==== DATA EXCERPTS ====

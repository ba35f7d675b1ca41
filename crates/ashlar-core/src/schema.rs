//! Schema documents: immutable, versioned JSON Schemas per logical type.
//!
//! A schema row is never updated. Evolving a type means registering a new
//! version next to the old ones; records keep pointing at the exact row they
//! were validated against.

use std::fmt;

use chrono::{DateTime, Utc};
use serde::{Deserialize, Serialize};
use uuid::Uuid;

use crate::{Error, Result, fields::check_text, validation};

// ─── Kind ────────────────────────────────────────────────────────────────────

/// Which registry table a schema lives in.
///
/// Item schemas are keyed by `slug` and carry a display label; record schemas
/// are keyed by `record_type` and have no label.
#[derive(Debug, Clone, Copy, PartialEq, Eq, Hash, Serialize, Deserialize)]
#[serde(rename_all = "lowercase")]
pub enum SchemaKind {
  Item,
  Record,
}

impl SchemaKind {
  pub fn as_str(self) -> &'static str {
    match self {
      Self::Item => "item",
      Self::Record => "record",
    }
  }

  /// Name of the identifier column for this kind.
  pub fn identifier_field(self) -> &'static str {
    match self {
      Self::Item => "slug",
      Self::Record => "record_type",
    }
  }
}

impl fmt::Display for SchemaKind {
  fn fmt(&self, f: &mut fmt::Formatter<'_>) -> fmt::Result {
    f.write_str(self.as_str())
  }
}

// ─── SchemaDocument ──────────────────────────────────────────────────────────

/// One registered schema version, as stored.
#[derive(Debug, Clone, PartialEq, Serialize, Deserialize)]
pub struct SchemaDocument {
  pub schema_id:  Uuid,
  pub kind:       SchemaKind,
  /// The slug (item schemas) or record type (record schemas).
  pub identifier: String,
  pub version:    u32,
  /// The JSON Schema itself, byte-for-byte what was registered.
  pub schema:     serde_json::Value,
  /// Display name; always `Some` for item schemas, always `None` for record
  /// schemas.
  pub label:      Option<String>,
  pub created:    DateTime<Utc>,
  /// Equal to `created`; schema rows are never mutated.
  pub modified:   DateTime<Utc>,
}

// ─── NewSchema ───────────────────────────────────────────────────────────────

/// Input to [`crate::registry::SchemaRegistry::register`].
#[derive(Debug, Clone)]
pub struct NewSchema {
  pub kind:       SchemaKind,
  pub identifier: String,
  pub version:    u32,
  pub schema:     serde_json::Value,
  pub label:      Option<String>,
}

impl NewSchema {
  /// A record schema for `record_type` at `version`.
  pub fn record(
    record_type: impl Into<String>,
    version: u32,
    schema: serde_json::Value,
  ) -> Self {
    Self {
      kind: SchemaKind::Record,
      identifier: record_type.into(),
      version,
      schema,
      label: None,
    }
  }

  /// An item schema for `slug` at `version`.
  pub fn item(
    slug: impl Into<String>,
    label: impl Into<String>,
    version: u32,
    schema: serde_json::Value,
  ) -> Self {
    Self {
      kind: SchemaKind::Item,
      identifier: slug.into(),
      version,
      schema,
      label: Some(label.into()),
    }
  }

  /// Checks that need no access to the registry: identifier and label rules,
  /// a positive version, and a compilable schema document.
  pub fn check(&self) -> Result<()> {
    check_text(self.kind.identifier_field(), &self.identifier)?;

    match (self.kind, self.label.as_deref()) {
      (SchemaKind::Item, Some(label)) => check_text("label", label)?,
      (SchemaKind::Item, None) => {
        return Err(Error::InvalidField {
          field:  "label",
          reason: "item schemas require a label".into(),
        });
      }
      (SchemaKind::Record, Some(_)) => {
        return Err(Error::InvalidField {
          field:  "label",
          reason: "record schemas do not carry a label".into(),
        });
      }
      (SchemaKind::Record, None) => {}
    }

    if self.version == 0 {
      return Err(Error::InvalidVersion {
        kind:       self.kind,
        identifier: self.identifier.clone(),
        version:    self.version,
        latest:     None,
      });
    }

    validation::check_schema(&self.schema)
  }
}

====

ABOUT THIS TASK:
Reprint every entry exactly.

OUTPUT BELOW:
repository ba35f7d675b1ca41
filename crates/ashlar-core/src/schema.rs
//! Schema documents: immutable, versioned JSON Schemas per logical type.
//!
//! A schema row is never updated. Evolving a type means registering a new
//! version next to the old ones; records keep pointing at the exact row they
//! were validated against.

use std::fmt;

use chrono::{DateTime, Utc};
use serde::{Deserialize, Serialize};
use uuid::Uuid;

use crate::{Error, Result, fields::check_text, validation};

// ─── Kind ────────────────────────────────────────────────────────────────────

/// Which registry table a schema lives in.
///
/// Item schemas are keyed by `slug` and carry a display label; record schemas
/// are keyed by `record_type` and have no label.
#[derive(Debug, Clone, Copy, PartialEq, Eq, Hash, Serialize, Deserialize)]
#[serde(rename_all = "lowercase")]
pub enum SchemaKind {
  Item,
  Record,
}

impl SchemaKind {
  pub fn as_str(self) -> &'static str {
    match self {
      Self::Item => "item",
      Self::Record => "record",
    }
  }

  /// Name of the identifier column for this kind.
  pub fn identifier_field(self) -> &'static str {
    match self {
      Self::Item => "slug",
      Self::Record => "record_type",
    }
  }
}

impl fmt::Display for SchemaKind {
  fn fmt(&self, f: &mut fmt::Formatter<'_>) -> fmt::Result {
    f.write_str(self.as_str())
  }
}

// ─── SchemaDocument ──────────────────────────────────────────────────────────

/// One registered schema version, as stored.
#[derive(Debug, Clone, PartialEq, Serialize, Deserialize)]
pub struct SchemaDocument {
  pub schema_id:  Uuid,
  pub kind:       SchemaKind,
  /// The slug (item schemas) or record type (record schemas).
  pub identifier: String,
  pub version:    u32,
  /// The JSON Schema itself, byte-for-byte what was registered.
  pub schema:     serde_json::Value,
  /// Display name; always `Some` for item schemas, always `None` for record
  /// schemas.
  pub label:      Option<String>,
  pub created:    DateTime<Utc>,
  /// Equal to `created`; schema rows are never mutated.
  pub modified:   DateTime<Utc>,
}

// ─── NewSchema ───────────────────────────────────────────────────────────────

/// Input to [`crate::registry::SchemaRegistry::register`].
#[derive(Debug, Clone)]
pub struct NewSchema {
  pub kind:       SchemaKind,
  pub identifier: String,
  pub version:    u32,
  pub schema:     serde_json::Value,
  pub label:      Option<String>,
}

impl NewSchema {
  /// A record schema for `record_type` at `version`.
  pub fn record(
    record_type: impl Into<String>,
    version: u32,
    schema: serde_json::Value,
  ) -> Self {
    Self {
      kind: SchemaKind::Record,
      identifier: record_type.into(),
      version,
      schema,
      label: None,
    }
  }

  /// An item schema for `slug` at `version`.
  pub fn item(
    slug: impl Into<String>,
    label: impl Into<String>,
    version: u32,
    schema: serde_json::Value,
  ) -> Self {
    Self {
      kind: SchemaKind::Item,
      identifier: slug.into(),
      version,
      schema,
      label: Some(label.into()),
    }
  }

  /// Checks that need no access to the registry: identifier and label rules,
  /// a positive version, and a compilable schema document.
  pub fn check(&self) -> Result<()> {
    check_text(self.kind.identifier_field(), &self.identifier)?;

    match (self.kind, self.label.as_deref()) {
      (SchemaKind::Item, Some(label)) => check_text("label", label)?,
      (SchemaKind::Item, None) => {
        return Err(Error::InvalidField {
          field:  "label",
          reason: "item schemas require a label".into(),
        });
      }
      (SchemaKind::Record, Some(_)) => {
        return Err(Error::InvalidField {
          field:  "label",
          reason: "record schemas do not carry a label".into(),
        });
      }
      (SchemaKind::Record, None) => {}
    }

    if self.version == 0 {
      return Err(Error::InvalidVersion {
        kind:       self.kind,
        identifier: self.identifier.clone(),
        version:    self.version,
        latest:     None,
      });
    }

    validation::check_schema(&self.schema)
  }
}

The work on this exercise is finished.